• **ACTION ITEM**:
Among the following entries, how many lines hold the string "impl"? State only the number.

Stored data
-- Opening Marker --

impl LivenessState {
    pub fn new(
        session_id: impl Into<String>,
        config: EngineConfig,
        clock: Arc<dyn Clock>,
        scheduler: Arc<dyn Scheduler>,
        callbacks: Arc<dyn LivenessCallbacks>,
    ) -> Self {
        let inner = Inner::new(config.start_view_enabled);
        let (snapshot, _) = watch::channel(inner.snapshot());
        Self {
            shared: Arc::new(Shared {
                session_id: session_id.into(),
                config,
                clock,
                scheduler,
                callbacks,
                inner: Mutex::new(inner),
                snapshot,
            }),
        }
    }

    pub fn session_id(&self) -> &str {
        &self.shared.session_id
    }

    fn with_inner<R>(&self, f: impl FnOnce(&Inner) -> R) -> R {
        let inner = self.shared.inner.lock().unwrap_or_else(PoisonError::into_inner);
        f(&*inner)
    }

    pub fn snapshot(&self) -> LivenessSnapshot {
        self.with_inner(Inner::snapshot)
    }

    /// Receiver that observes every snapshot change.
    pub fn subscribe(&self) -> watch::Receiver<LivenessSnapshot> {
        self.shared.snapshot.subscribe()
    }

    pub fn check_state(&self) -> LivenessCheckState {
        self.with_inner(|i| i.check_state.clone())
    }

    pub fn face_guide_rect(&self) -> Option<RectF> {
        self.with_inner(|i| i.face_guide_rect)
    }

    pub fn face_matched(&self) -> bool {
        self.with_inner(|i| i.face_matched)
    }

    pub fn is_ready_for_oval(&self) -> bool {
        self.with_inner(|i| i.ready_for_oval)
    }

    pub fn is_showing_start_view(&self) -> bool {
        self.with_inner(|i| i.show_start_view)
    }

    pub fn color_challenge(&self) -> Option<ColorChallenge> {
        self.with_inner(|i| i.color_challenge.clone())
    }

    /// Start and end of the oval match window, in epoch milliseconds.
    pub fn match_window(&self) -> (Option<i64>, Option<i64>) {
        self.with_inner(|i| (i.face_match_oval_start, i.face_match_oval_end))
    }

    /// Accept the challenge payload and the transport that delivered it.
    pub fn on_liveness_session_ready(
        &self,
        session: FaceLivenessSession,
        transport: Arc<dyn LivenessTransport>,
    ) {
        self.shared.mutate(|shared, inner, _| {
            if inner.check_state.is_terminal() {
                tracing::warn!(session_id = %shared.session_id, "session ready after terminal state; ignoring");
                return;
            }
            inner.face_target_challenge = session.face_target_challenge().copied();
            inner.color_challenge = session.color_challenge().cloned();
            if inner.face_target_challenge.is_none() {
                tracing::warn!(session_id = %shared.session_id, "session has no face-target challenge");
            }
            tracing::info!(
                session_id = %shared.session_id,
                challenge_id = %session.challenge_id,
                challenges = session.challenges.len(),
                "liveness session ready"
            );
            inner.session = Some(session);
            inner.transport = Some(transport);
            inner.check_state = LivenessCheckState::Running(None);
            inner.ready_for_oval = true;
        });
    }

    pub fn on_start_view_complete(&self) {
        self.shared.mutate(|_, inner, _| inner.show_start_view = false);
    }

    pub fn on_frame_face_count_update(&self, face_count: usize) {
        self.shared.mutate(|_, inner, _| {
            if inner.detected_face_matched_oval || inner.check_state.is_terminal() {
                return;
            }
            let prompt = match face_count {
                0 => InstructionPrompt::MoveFace,
                1 => {
                    inner.initial_local_face_found = true;
                    return;
                }
                _ => InstructionPrompt::MultipleFaces,
            };
            if !inner.initial_local_face_found || inner.check_state.is_initial() {
                inner.check_state = LivenessCheckState::Initial(Some(prompt));
            } else if inner.check_state.is_running() {
                inner.check_state = LivenessCheckState::Running(Some(prompt));
            }
        });
    }

    /// Feed the geometry of the single detected face.
    ///
    /// Returns `false` when the frame was ignored (start view showing or the
    /// session already finished).
    pub fn on_frame_face_update(
        &self,
        face_rect: RectF,
        left_eye: Landmark,
        right_eye: Landmark,
        mouth: Landmark,
    ) -> bool {
        self.shared.mutate(|shared, inner, effects| {
            if inner.show_start_view || inner.check_state.is_terminal() {
                return false;
            }
            let now = shared.clock.now_ms();

            if !inner.initial_distance_check_passed {
                let threshold = inner
                    .face_target_challenge
                    .map(|c| c.matching.face_distance_threshold_min)
                    .unwrap_or(shared.config.initial_face_distance_threshold);
                let distance = geometry::face_distance(
                    left_eye,
                    right_eye,
                    mouth,
                    shared.config.target_width,
                    shared.config.target_height,
                );
                if distance >= threshold {
                    inner.check_state =
                        LivenessCheckState::Initial(Some(InstructionPrompt::MoveFaceFurtherAway));
                    return true;
                }
                tracing::debug!(distance, threshold, "initial face distance check passed");
                inner.initial_distance_check_passed = true;
                effects.push(Effect::DistanceCheckPassed);
            }

            if inner.ready_for_oval {
                if !inner.initial_face_sent {
                    inner.initial_face_sent = true;
                    effects.push(Effect::CaptureReady);
                    let event = ChallengeResponseEvent::InitialFaceDetected {
                        challenge_id: inner.challenge_id(),
                        face_rect,
                        timestamp_ms: now,
                    };
                    inner.push_response(effects, event);
                }
                if inner.face_guide_rect.is_none() {
                    inner.face_guide_rect = inner.face_target_challenge.as_ref().map(geometry::face_guide_rect);
                }
            }

            let (Some(oval), Some(target)) = (inner.face_guide_rect, inner.face_target_challenge) else {
                return true;
            };
            let matching = target.matching;

            let position = geometry::oval_position(&face_rect, &oval, &matching);
            if inner.initial_face_oval_iou.is_none() {
                inner.initial_face_oval_iou = Some(geometry::intersection_over_union(&face_rect, &oval));
            }
            inner.face_match_percentage =
                geometry::oval_fit_percentage(&face_rect, &oval, &matching, inner.initial_face_oval_iou);

            let matched_now = position == FaceOvalPosition::Matched;
            if matched_now && !inner.detected_face_matched_oval {
                tracing::info!(session_id = %shared.session_id, "face matched oval");
                inner.detected_face_matched_oval = true;
                inner.cancel_oval_timer();
            }
            let shown = if inner.detected_face_matched_oval {
                FaceOvalPosition::Matched
            } else {
                position
            };
            inner.check_state = LivenessCheckState::Running(Some(shown.prompt()));

            if matched_now {
                let restart = inner.face_match_oval_end.is_some() && !inner.face_matched;
                if inner.face_match_oval_start.is_none() || restart {
                    inner.face_match_oval_start = Some(now);
                    inner.face_match_oval_end = None;
                }
            } else if inner.face_match_oval_start.is_some()
                && inner.face_match_oval_end.is_none()
                && !inner.face_matched
            {
                inner.face_match_oval_end = Some(now);
            }

            if !inner.detected_face_matched_oval && !inner.oval_timer_armed {
                shared.arm_oval_timer(inner, matching.oval_fit_timeout_ms);
            }
            true
        })
    }

    /// Called once per camera frame. Returns whether the frame should be
    /// forwarded downstream.
    pub fn on_frame_available(&self) -> bool {
        self.shared.mutate(|shared, inner, effects| {
            if inner.show_start_view {
                return false;
            }
            match inner.check_state.clone() {
                LivenessCheckState::Error => false,
                LivenessCheckState::Initial(_) | LivenessCheckState::Running(_) => {
                    if let (false, Some(start), None) =
                        (inner.face_matched, inner.face_match_oval_start, inner.face_match_oval_end)
                    {
                        let held = shared.clock.now_ms() - start;
                        if held >= shared.config.face_match_debounce_ms as i64 {
                            tracing::debug!(held_ms = held, "oval match held; face matched");
                            inner.face_matched = true;
                            if inner.freshness_enabled() {
                                inner.running_freshness = true;
                            }
                        }
                    }
                    true
                }
                LivenessCheckState::Success(guide_rect) => {
                    if inner.ready_to_send_final_events {
                        inner.ready_to_send_final_events = false;
                        let now = shared.clock.now_ms();
                        let event = ChallengeResponseEvent::FaceTargetChallengeResponse {
                            challenge_id: inner.challenge_id(),
                            target_rect: guide_rect,
                            start_timestamp_ms: inner.face_match_oval_start.unwrap_or(now),
                            end_timestamp_ms: inner.face_match_oval_end.unwrap_or(now),
                        };
                        inner.push_response(effects, event);
                        match &inner.transport {
                            Some(transport) => effects.push(Effect::Video(
                                Arc::clone(transport),
                                VideoEvent::end_of_stream(now),
                            )),
                            None => tracing::warn!("no session transport; end of stream not sent"),
                        }
                        effects.push(Effect::FinalEventsSent);
                    }
                    false
                }
            }
        })
    }

    /// Hand out the color challenge the first time freshness should start.
    pub fn start_freshness(&self) -> Option<ColorChallenge> {
        self.shared.mutate(|_, inner, _| {
            if !inner.running_freshness || inner.freshness_handed_out {
                return None;
            }
            inner.freshness_handed_out = true;
            inner.color_challenge.clone()
        })
    }

    /// Arm the final-events flush. Called when the color sequence finishes.
    pub fn on_full_challenge_complete(&self) {
        self.shared.mutate(|_, inner, _| inner.ready_to_send_final_events = true);
    }

    pub fn on_liveness_challenge_complete(&self) {
        self.shared.mutate(|shared, inner, _| {
            if inner.check_state.is_terminal() {
                return;
            }
            let guide_rect = inner.face_guide_rect;
            inner.clear_oval_tracking();
            inner.face_matched = false;
            if inner.face_match_oval_end.is_none() {
                inner.face_match_oval_end = Some(shared.clock.now_ms());
            }
            inner.check_state = match guide_rect {
                Some(rect) => LivenessCheckState::Success(rect),
                None => LivenessCheckState::Error,
            };
            tracing::info!(session_id = %shared.session_id, state = ?inner.check_state, "liveness challenge complete");
        });
    }

    /// Force the terminal error state. Only tears the transport session down
    /// when `stop_session` is set.
    pub fn on_error(&self, stop_session: bool, close_code: Option<CloseCode>) {
        self.shared.mutate(|_, inner, effects| {
            inner.check_state = LivenessCheckState::Error;
            inner.clear_oval_tracking();
            if stop_session {
                inner.push_stop(effects, close_code);
            }
        });
    }

    /// Release timers and, if asked, stop the transport session. Idempotent.
    pub fn on_destroy(&self, stop_session: bool, close_code: Option<CloseCode>) {
        self.shared.mutate(|_, inner, effects| {
            inner.clear_oval_tracking();
            if stop_session {
                inner.push_stop(effects, close_code);
            }
        });
    }
}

-- Closing Marker --

• **RESPONSE BELOW**:
3